July trade gap narrowed as import bill dropped

MANILA  -The Philippines’ deficit in the trade of goods continued to shrink, this time by 30 percent year-on-year to $4.2 billion in July from $6 billion in the same month last year as volume of global traffic slid following a rapid, postpandemic boost.

Preliminary data at the Philippine Statistics Authority also showed that the trade gap was wider than $3.9 billion in June when the deficit surged by 33 percent.

Last July, export receipts decreased by 1.2 percent to $6.1 billion from $6.2 billion in the same month of 2022.

Meanwhile, the import bill dropped by 15.3 percent to $10.3 billion from $12.2 billion.

Two-way traffic of goods—to and from the Philippines—decreased by one-tenth to $16.49 billion in July, reversing from a 12-percent growth to $18.4 billion that was observed in the same month last year.
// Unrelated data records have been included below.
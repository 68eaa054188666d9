// SPDX-FileCopyrightText: 2026 Paceline Contributors
// SPDX-License-Identifier: MIT OR Apache-2.0

//! Auto-warm: synthetic conversations between idle running accounts.
//!
//! An account that has not sent a genuine private reply for its configured
//! idle time opens a chat with another running account. Every skip condition
//! is checked again after the random start delay, since the account may have
//! become busy, paused or genuinely active while it waited.

use std::sync::Arc;
use std::time::Duration;

use chrono::{DateTime, Utc};
use paceline_core::{AccountId, AccountStore, Lane, ReplyContext, StatKind};
use tokio::time::{Instant, sleep};
use tokio_util::task::TaskTracker;
use tracing::{debug, info, warn};

use crate::clock_since;
use crate::cooldown::minutes;
use crate::humanize::{HumanBehaviorEngine, first_name};
use crate::processor::{LaneClaim, deliver_text, refresh_templates};
use crate::registry::{AccountRegistry, AccountSlot};
use crate::stats::EngineStats;

/// Used when an account has no first-contact templates.
const FALLBACK_OPENERS: &[&str] = &[
    "{Oi|Olá|E aí}, tudo bem?",
    "{Bom dia|Boa tarde}! Como vai?",
    "Oi! {Tudo certo|Tudo tranquilo} por aí?",
    "Opa, {quanto tempo|sumido}!",
];

/// Why an account is not warmed right now.
#[derive(Debug, Clone, PartialEq, Eq)]
pub enum WarmBlocker {
    Disabled,
    Inactive,
    /// A lane is executing a reply.
    Busy,
    /// A lane cooldown or the response-count pause is running.
    CoolingDown,
    /// Not idle long enough yet.
    RecentlyActive,
    /// No other running account with a known identity.
    NoTarget,
    TargetGone,
}

/// Result of one warm attempt.
#[derive(Debug, Clone, PartialEq, Eq)]
pub enum WarmOutcome {
    Sent { target: AccountId },
    Cancelled(WarmBlocker),
    /// The driver rejected the send.
    Failed,
}

/// Clears the slot's warm-in-flight flag when dropped.
struct WarmClaim(Arc<AccountSlot>);

impl Drop for WarmClaim {
    fn drop(&mut self) {
        self.0.with_runtime(|rt| rt.warm.in_flight = false);
    }
}

/// Start of the current idle period: the latest genuine private reply or
/// warm send, else registration.
fn idle_since(slot: &AccountSlot) -> DateTime<Utc> {
    slot.with_runtime(|rt| rt.warm.last_private_reply_at.max(rt.warm.last_warm_at))
        .unwrap_or_else(|| slot.registered_at())
}

/// Skip conditions for warming `slot` at `now`.
pub fn warm_blocker(slot: &AccountSlot, now: DateTime<Utc>) -> Option<WarmBlocker> {
    let config = slot.config();
    if !config.auto_warm.enabled {
        return Some(WarmBlocker::Disabled);
    }
    if !slot.status().is_active() || slot.session().is_none() {
        return Some(WarmBlocker::Inactive);
    }
    let (busy, quiet) = slot.with_runtime(|rt| (rt.queue.any_busy(), rt.cooldown.is_quiet(now)));
    if busy {
        return Some(WarmBlocker::Busy);
    }
    if !quiet {
        return Some(WarmBlocker::CoolingDown);
    }
    if now - idle_since(slot) < minutes(config.auto_warm.idle_minutes) {
        return Some(WarmBlocker::RecentlyActive);
    }
    None
}

#[derive(Clone)]
pub struct AutoWarmScheduler {
    registry: Arc<AccountRegistry>,
    behavior: Arc<HumanBehaviorEngine>,
    store: Arc<dyn AccountStore>,
    stats: Arc<EngineStats>,
    tracker: TaskTracker,
}

impl AutoWarmScheduler {
    pub fn new(
        registry: Arc<AccountRegistry>,
        behavior: Arc<HumanBehaviorEngine>,
        store: Arc<dyn AccountStore>,
        stats: Arc<EngineStats>,
    ) -> Self {
        Self {
            registry,
            behavior,
            store,
            stats,
            tracker: TaskTracker::new(),
        }
    }

    /// One auto-warm tick. Returns the accounts that started a warm attempt.
    pub fn tick(&self, now: DateTime<Utc>) -> Vec<AccountId> {
        let active = self.registry.active();
        if active.len() < 2 {
            return Vec::new();
        }

        let mut started = Vec::new();
        for slot in &active {
            if let Some(blocker) = warm_blocker(slot, now) {
                if blocker != WarmBlocker::Disabled {
                    debug!(account = %slot.id(), ?blocker, "auto-warm skipped");
                }
                continue;
            }
            let claimed = slot.with_runtime(|rt| !std::mem::replace(&mut rt.warm.in_flight, true));
            if !claimed {
                continue;
            }
            let claim = WarmClaim(Arc::clone(slot));
            let this = self.clone();
            self.tracker.spawn(async move {
                let outcome = this.warm(&claim.0, now).await;
                match &outcome {
                    WarmOutcome::Sent { target } => {
                        info!(account = %claim.0.id(), target = %target, "auto-warm sent");
                    }
                    WarmOutcome::Cancelled(reason) => {
                        debug!(account = %claim.0.id(), ?reason, "auto-warm cancelled");
                    }
                    WarmOutcome::Failed => {}
                }
                drop(claim);
            });
            started.push(slot.id().clone());
        }
        started
    }

    /// Waits up to `timeout` for in-flight warm tasks. Returns `false` on timeout.
    pub async fn drain(&self, timeout: Duration) -> bool {
        self.tracker.close();
        let drained = tokio::time::timeout(timeout, self.tracker.wait())
            .await
            .is_ok();
        self.tracker.reopen();
        drained
    }

    /// A random running account, other than `slot`, with a known identity.
    fn pick_target(&self, slot: &AccountSlot) -> Option<(AccountId, String)> {
        let candidates: Vec<(AccountId, String)> = self
            .registry
            .active()
            .into_iter()
            .filter(|other| other.id() != slot.id())
            .filter_map(|other| other.own_id().map(|own| (other.id().clone(), own)))
            .collect();
        let index = self.behavior.pick_index(candidates.len())?;
        candidates.into_iter().nth(index)
    }

    /// Runs one warm attempt for `slot`, started by the tick at `tick_at`.
    ///
    /// The private lane is held from revalidation until the send completes,
    /// so no queued reply runs on the session at the same time.
    pub async fn warm(&self, slot: &Arc<AccountSlot>, tick_at: DateTime<Utc>) -> WarmOutcome {
        let started = Instant::now();
        let config = slot.config();

        let Some((target, chat_id)) = self.pick_target(slot) else {
            return WarmOutcome::Cancelled(WarmBlocker::NoTarget);
        };
        let wait = self
            .behavior
            .jitter(Duration::from_secs(config.auto_warm.max_start_delay_secs));
        sleep(wait).await;

        if let Some(blocker) = warm_blocker(slot, clock_since(tick_at, started)) {
            return WarmOutcome::Cancelled(blocker);
        }
        let Some(_lane) = LaneClaim::try_acquire(slot, Lane::Private) else {
            return WarmOutcome::Cancelled(WarmBlocker::Busy);
        };
        let target_slot = match self.registry.get(&target) {
            Ok(t) if t.status().is_active() => t,
            _ => return WarmOutcome::Cancelled(WarmBlocker::TargetGone),
        };
        let Some(session) = slot.session() else {
            return WarmOutcome::Cancelled(WarmBlocker::Inactive);
        };

        let mut templates = refresh_templates(self.store.as_ref(), slot, ReplyContext::First).await;
        if templates.is_empty() {
            templates = FALLBACK_OPENERS.iter().map(|s| (*s).to_string()).collect();
        }
        let name = target_slot.config().display_name.clone();
        let Some(text) = slot.with_runtime(|rt| {
            self.behavior.compose(
                &mut rt.rotation,
                &chat_id,
                ReplyContext::First,
                &templates,
                name.as_deref().and_then(first_name),
            )
        }) else {
            return WarmOutcome::Cancelled(WarmBlocker::NoTarget);
        };

        let plan = self.behavior.delay_plan(ReplyContext::First, &config.delays);
        sleep(plan.read).await;
        if let Err(e) = deliver_text(
            session.as_ref(),
            &chat_id,
            &text,
            plan.typing,
            plan.response,
        )
        .await
        {
            warn!(account = %slot.id(), target = %target, error = %e, "auto-warm send failed");
            return WarmOutcome::Failed;
        }

        let now = clock_since(tick_at, started);
        slot.with_runtime(|rt| rt.warm.last_warm_at = Some(now));
        self.stats
            .record(self.store.as_ref(), slot.id(), StatKind::SentWarm)
            .await;
        WarmOutcome::Sent { target }
    }
}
Monthly total trade has been contracting since December 2022. Monthly imports have been decreasing since November while monthly exports decreased for the first time in three months.

Meanwhile, the monthly trade deficit has been narrowing since April 2023.
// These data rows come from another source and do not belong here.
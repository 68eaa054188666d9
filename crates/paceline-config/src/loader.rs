// SPDX-FileCopyrightText: 2026 Paceline Contributors
// SPDX-License-Identifier: MIT OR Apache-2.0

//! Configuration loader using Figment for layered config merging.
//!
//! Supports XDG hierarchy: `./paceline.toml` > `~/.config/paceline/paceline.toml` >
//! `/etc/paceline/paceline.toml` with environment variable overrides via `PACELINE_` prefix.

#![allow(clippy::result_large_err)] // figment::Error is external and cannot be boxed without wrapper

use std::path::{Path, PathBuf};

use figment::{
    Figment,
    providers::{Env, Format, Serialized, Toml},
};

use crate::model::PacelineConfig;

/// Load configuration from the standard XDG hierarchy with env var overrides.
///
/// Merge order (later overrides earlier):
/// 1. Compiled defaults
/// 2. `/etc/paceline/paceline.toml`
/// 3. `~/.config/paceline/paceline.toml`
/// 4. `./paceline.toml`
/// 5. `PACELINE_*` environment variables
pub fn load_config() -> Result<PacelineConfig, figment::Error> {
    build_figment().extract()
}

/// Load configuration from an inline TOML string only (no XDG lookup, no env).
pub fn load_config_from_str(toml_content: &str) -> Result<PacelineConfig, figment::Error> {
    Figment::new()
        .merge(Serialized::defaults(PacelineConfig::default()))
        .merge(Toml::string(toml_content))
        .extract()
}

/// Load configuration from a specific file path with env var overrides.
pub fn load_config_from_path(path: &Path) -> Result<PacelineConfig, figment::Error> {
    Figment::new()
        .merge(Serialized::defaults(PacelineConfig::default()))
        .merge(Toml::file(path))
        .merge(env_provider())
        .extract()
}

/// Config files in merge order: system, user, then working directory.
pub fn config_paths() -> Vec<PathBuf> {
    let mut paths = vec![PathBuf::from("/etc/paceline/paceline.toml")];
    if let Some(dir) = dirs::config_dir() {
        paths.push(dir.join("paceline/paceline.toml"));
    }
    paths.push(PathBuf::from("paceline.toml"));
    paths
}

/// The layered figment behind [`load_config`].
pub fn build_figment() -> Figment {
    config_paths()
        .into_iter()
        .fold(
            Figment::new().merge(Serialized::defaults(PacelineConfig::default())),
            |figment, path| figment.merge(Toml::file(path)),
        )
        .merge(env_provider())
}

/// Environment provider mapping `PACELINE_ENGINE_QUEUE_TICK_SECS` to `engine.queue_tick_secs`.
///
/// Uses `Env::map()` rather than `Env::split("_")` because key names contain underscores.
/// Accounts are an array and are only configurable from files.
fn env_provider() -> Env {
    Env::prefixed("PACELINE_").map(|key| key.as_str().replacen("engine_", "engine.", 1).into())
}
// SPDX-FileCopyrightText: 2026 Paceline Contributors
// SPDX-License-Identifier: MIT OR Apache-2.0

//! `paceline serve` command implementation.
//!
//! Builds the engine from the loaded configuration, registers every account,
//! starts the ones without an activation window and runs the tick loops until
//! SIGINT/SIGTERM.

use std::sync::Arc;

use paceline_config::PacelineConfig;
use paceline_core::PacelineError;
use paceline_engine::shutdown;
use paceline_engine::{ConfigStore, Engine, HttpWebhook};
use tracing::{info, warn};

use crate::driver::DryRunFactory;

/// Runs the `paceline serve` command.
pub async fn run_serve(config: PacelineConfig) -> Result<(), PacelineError> {
    init_tracing(&config.engine.log_level);

    let store = Arc::new(ConfigStore::new(&config));
    let webhook = Arc::new(HttpWebhook::new()?);
    let engine = Engine::new(
        config.engine.clone(),
        Arc::new(DryRunFactory),
        store,
        webhook,
    );

    for account in config.accounts {
        let scheduled = account.schedule.is_some();
        let id = engine.register_account(account)?;
        if scheduled {
            continue;
        }
        // Scheduled accounts wait for their window; the rest start now.
        if let Err(e) = engine.start(&id).await {
            warn!(account = %id, error = %e, "account failed to start");
        }
    }

    let cancel = shutdown::install_signal_handler();
    engine.run(cancel).await;

    match serde_json::to_string(&engine.stats()) {
        Ok(stats) => info!(stats = %stats, "final statistics"),
        Err(e) => warn!(error = %e, "failed to serialize statistics"),
    }
    Ok(())
}

/// Initializes the tracing subscriber with the given log level.
fn init_tracing(log_level: &str) {
    use tracing_subscriber::EnvFilter;

    let filter = EnvFilter::try_from_default_env().unwrap_or_else(|_| {
        EnvFilter::new(format!(
            "paceline={log_level},paceline_engine={log_level},warn"
        ))
    });

    tracing_subscriber::fmt()
        .with_env_filter(filter)
        .with_target(true)
        .with_thread_names(false)
        .init();
}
The latest monthly readout brought the January-July tally to a deficit of $32.18 billion, which is 10 percent less than the $35.84 billion recorded in the same seven months of last year.

For the seven-month period, exports dropped by 8.2 percent to $41.1 billion from $44.8 billion.

At the same time, imports fell by 9.1 percent to $73.27 billion from $80.59 billion.

In July alone, electronic products were still the top export, with $3.65 billion in receipts representing 59 percent of the month’s total.

Also in the top three exports were “other manufactured goods” with $275.74 million and “other mineral products” with $219.41 million.

Electronic products were also the country’s top import with a value of $2.26 billion or about 22 percent of the total bill in July.

Completing the top three imports were mineral fuels, lubricants, and related materials valued at $1.53 billion; and transport equipment at $997.16 million.

As early as June 1, Fitch Ratings said global trade was slowing sharply after a rapid postpandemic recovery in 2021 and 2022.

“Monetary tightening, fading fiscal support and service sector reopening are now weighing on global goods demand, which leapt extraordinarily during the pandemic,” Fitch said in a report.

The global credit rater added that world industrial production was also decelerating rapidly.

Fitch forecasts that global trade growth will slow down sharply from 1.9 percent in 2023 from 5.5 percent in 2022.

“That would align it with global GDP (gross domestic product), which we project to grow by 2 percent, down from 2.7 percent last year,” the company said. “Trade growth seems unlikely to outpace GDP in the medium term, as globalization stalls.”